At 2022-03-22T00:54:05+0100, Ingo Schwarze wrote:
> There are so many issues already now that it makes sense to get
> these fixed before even starting a review for cleanliness and
> before starting run time testing.

Yes.  I think nearly all of the issues arise from two deficiencies in my
knowledge: (1) inexperience with groff's build system, and (2)
inexperience with writing portable make(1).  GNU Make has always been
around for my entire development career and I have acquired some
parochial habits.  These are among the reasons I don't really want to be
groff's release manager.  They are remediable defects, but acquiring the
skills will take time.

Or I can learn the hard way.

> I'm sending this to you directly because you are a by far the
> most active groff developer right now, so i hope we can agree
> how to fix all this and then i can then push one or more patches
> doing it.  This really doesn't feel like the stuff to shove under
> the bugtracker carpet and let it rot there.

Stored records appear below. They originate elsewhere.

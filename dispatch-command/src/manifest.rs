//! 命令清单（Command Manifest）
//!
//! 宿主从配置文件或动态加载结果中读取插件描述时使用：先过守卫，再反序列化出类型化的元数据。
//! `run` 保持不透明，通常是宿主自己能解析的处理器引用。
//!
use crate::command::CommandData;
use crate::error::{CommandError, CommandResult};
use crate::guard::{PropertyProbe, missing_properties};
use crate::snowflake::Snowflake;
use serde::{Deserialize, Serialize};
use serde_json::Value;

#[derive(Debug, Clone, PartialEq, Serialize, Deserialize)]
#[serde(rename_all = "camelCase")]
pub struct CommandManifest {
    #[serde(flatten)]
    pub data: CommandData,
    pub run: Value,
    #[serde(default, skip_serializing_if = "Option::is_none")]
    pub allowed_roles: Option<Vec<Snowflake>>,
    #[serde(default, skip_serializing_if = "Option::is_none")]
    pub allowed_users: Option<Vec<Snowflake>>,
}

impl CommandManifest {
    pub fn from_value(value: &Value) -> CommandResult<Self> {
        if !PropertyProbe::is_object(value) {
            return Err(CommandError::NotAnObject {
                found: value.kind(),
            });
        }

        if let Some(property) = missing_properties(value).first().copied() {
            return Err(CommandError::MissingProperty(property));
        }

        Ok(Self::deserialize(value)?)
    }

    pub fn from_json_str(raw: &str) -> CommandResult<Self> {
        let value: Value = serde_json::from_str(raw)?;
        Self::from_value(&value)
    }

    pub fn name(&self) -> &str {
        &self.data.name
    }
}
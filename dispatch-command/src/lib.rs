//! 斜杠命令插件契约（dispatch-command）
//!
//! 定义插件作者实现的 [`Command`](command::Command) 结构契约，以及宿主在注册前用于校验未知值的
//! 守卫 [`is_command`](guard::is_command)。
//!
//! 命令执行、权限裁决、UI 渲染与消息过滤均由宿主框架负责，本 crate 只声明它们的形状。
//!
pub mod command;
pub mod context;
pub mod error;
pub mod guard;
pub mod interaction;
pub mod manifest;
pub mod message_filter;
pub mod permission;
pub mod snowflake;
pub mod ui;

pub use command::{Command, CommandData};
pub use context::RunContext;
pub use error::{CommandError, CommandResult};
pub use guard::{PropertyProbe, is_command};
pub use permission::{Permission, PermissionHandler};
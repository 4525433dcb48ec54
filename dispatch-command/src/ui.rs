//! UI 组件
//!
//! `Ui` 是插件产出的组件树，由宿主渲染为平台兼容的 `ActionRow`。
//! 渲染逻辑不在本 crate 内。
//!
use serde::{Deserialize, Serialize};
use serde_json::Value;

/// 插件声明的 UI（不透明组件树）
#[derive(Debug, Clone, Default, PartialEq, Serialize, Deserialize)]
#[serde(transparent)]
pub struct Ui(pub Value);

impl Ui {
    pub fn new(tree: Value) -> Self {
        Self(tree)
    }

    pub fn tree(&self) -> &Value {
        &self.0
    }
}

impl From<Value> for Ui {
    fn from(value: Value) -> Self {
        Self(value)
    }
}

/// 宿主渲染后的一行消息组件
#[derive(Debug, Clone, Default, PartialEq, Serialize, Deserialize)]
pub struct ActionRow {
    #[serde(default)]
    pub components: Vec<Value>,
}

/// UI 注册能力（由宿主提供）
///
/// **每条消息至多调用一次。** 该约束由调用方保证，此处不做检查。
pub trait UiRegistrar: Send + Sync {
    fn register_ui(&self, ui: Ui) -> Vec<ActionRow>;
}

Let me reassure you that not all issues filed against groff in Savannah
die a death of neglect.  61 have been resolved this calendar year[3]; of
those, 51 were fixed[4] (as opposed to duplicates, invalid, and so on).

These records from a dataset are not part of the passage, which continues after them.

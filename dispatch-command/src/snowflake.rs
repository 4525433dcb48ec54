//! 平台标识符（Snowflake）
//!
//! 64 位无符号整数，在线路上以十进制字符串传输，避免 JSON 数字精度丢失。
//!
use crate::error::CommandError;
use serde::de::{self, Visitor};
use serde::{Deserialize, Deserializer, Serialize, Serializer};
use std::fmt;
use std::str::FromStr;

/// 角色、用户、频道等对象的标识符
///
/// # 示例
///
/// ```
/// use dispatch_command::snowflake::Snowflake;
///
/// let id: Snowflake = "80351110224678912".parse().unwrap();
/// assert_eq!(id.get(), 80351110224678912);
/// assert_eq!(id.to_string(), "80351110224678912");
/// ```
#[derive(Debug, Clone, Copy, PartialEq, Eq, PartialOrd, Ord, Hash)]
pub struct Snowflake(u64);

impl Snowflake {
    pub const fn new(value: u64) -> Self {
        Self(value)
    }

    pub const fn get(&self) -> u64 {
        self.0
    }
}

impl fmt::Display for Snowflake {
    fn fmt(&self, f: &mut fmt::Formatter<'_>) -> fmt::Result {
        write!(f, "{}", self.0)
    }
}

impl FromStr for Snowflake {
    type Err = CommandError;

    fn from_str(s: &str) -> Result<Self, Self::Err> {
        s.parse::<u64>()
            .map(Self)
            .map_err(|_| CommandError::InvalidSnowflake(s.to_string()))
    }
}

impl From<u64> for Snowflake {
    fn from(value: u64) -> Self {
        Self(value)
    }
}

impl From<Snowflake> for u64 {
    fn from(id: Snowflake) -> Self {
        id.0
    }
}

impl Serialize for Snowflake {
    fn serialize<S: Serializer>(&self, serializer: S) -> Result<S::Ok, S::Error> {
        serializer.collect_str(&self.0)
    }
}

impl<'de> Deserialize<'de> for Snowflake {
    fn deserialize<D: Deserializer<'de>>(deserializer: D) -> Result<Self, D::Error> {
        struct SnowflakeVisitor;

        impl Visitor<'_> for SnowflakeVisitor {
            type Value = Snowflake;

            fn expecting(&self, f: &mut fmt::Formatter<'_>) -> fmt::Result {
                f.write_str("a snowflake as a decimal string or an unsigned integer")
            }

            fn visit_u64<E: de::Error>(self, v: u64) -> Result<Snowflake, E> {
                Ok(Snowflake(v))
            }

            fn visit_i64<E: de::Error>(self, v: i64) -> Result<Snowflake, E> {
                u64::try_from(v)
                    .map(Snowflake)
                    .map_err(|_| E::invalid_value(de::Unexpected::Signed(v), &self))
            }

            fn visit_str<E: de::Error>(self, v: &str) -> Result<Snowflake, E> {
                v.parse::<u64>()
                    .map(Snowflake)
                    .map_err(|_| E::invalid_value(de::Unexpected::Str(v), &self))
            }
        }

        deserializer.deserialize_any(SnowflakeVisitor)
    }
}
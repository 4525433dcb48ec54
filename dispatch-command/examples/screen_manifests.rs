use dispatch_command::error::CommandError;
use dispatch_command::guard::is_command;
use dispatch_command::manifest::CommandManifest;

fn main() -> Result<(), Box<dyn std::error::Error>> {
    let raw = r#"[
        { "name": "ping", "run": "handlers::ping" },
        { "name": "purge", "run": "moderation::purge", "allowedRoles": ["123", "456"] },
        { "run": "handlers::anonymous" },
        42
    ]"#;
    let candidates: Vec<serde_json::Value> = serde_json::from_str(raw)?;

    for candidate in &candidates {
        println!("{candidate} -> is_command={}", is_command(candidate));
    }

    // 守卫通过后再取类型化元数据
    for candidate in &candidates {
        match CommandManifest::from_value(candidate) {
            Ok(manifest) => println!(
                "registered /{} (roles: {:?})",
                manifest.name(),
                manifest.allowed_roles
            ),
            Err(CommandError::MissingProperty(p)) => eprintln!("rejected: missing `{p}`"),
            Err(err) => eprintln!("rejected: {err}"),
        }
    }
    Ok(())
}
//! Database layer: models and schema initialization

pub mod init;
pub mod models;

pub use init::init_database;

> Please be assured that i'm *not* claiming you are responsible for
> any of these regressions;

Most of them are, though!  I appreciate your diligence in identifying
them so that I can learn from my errors.

> So, let's go through the patch appended at the end.
> It's a minimal patch to make the software build.
>  1. File, .version.tree mechanism
>     There are several independent problems with this.
[big snip]

This one was definitely my fault; it arose from a Savannah ticket Bjarni
filed.  Long story short, I was unaware of the mechanism available in
build-aux/git-gen-version despite the comment pointing to it.  (I think
that comment could be improved.)

Your fix for this is equivalent to reverting c1bb33e5b, so that is how
we should dispose of it, right?  Savannah #61502 can be reopened and
re-resolved with instructions and a pointer to the `git-version-gen`

>  2. contrib/sboxes/, 1st chunk (SBOXES_PROCESSEDEXAMPLEFILES)
>     This one was hellish to figure out.  The problem is that it
>     results in an empty rule
>       contrib/sboxes/ contrib/sboxes/msboxes.pdf: yada yada
>         no shell commands following
>     whitout leading "./" whereas the later $(sboxes_builddir)/
>     target rule results in a rule
>       ./contrib/sboxes/ yada yada
>          some shell commands here
>     with a leading "./".  BSD make considers "contrib/sboxes/"
>     and "./contrib/sboxes/" different targets and does *not*
>     combine these rules, so when it comes to building the target,
>     it uses the empty shell script and vonsequently the file never
>     gets built.

That seems fragile to me...whether a (non-phony) target needs to be
updated should depend on the modification time of a file system object
it identifies, not the spelling of its name, right?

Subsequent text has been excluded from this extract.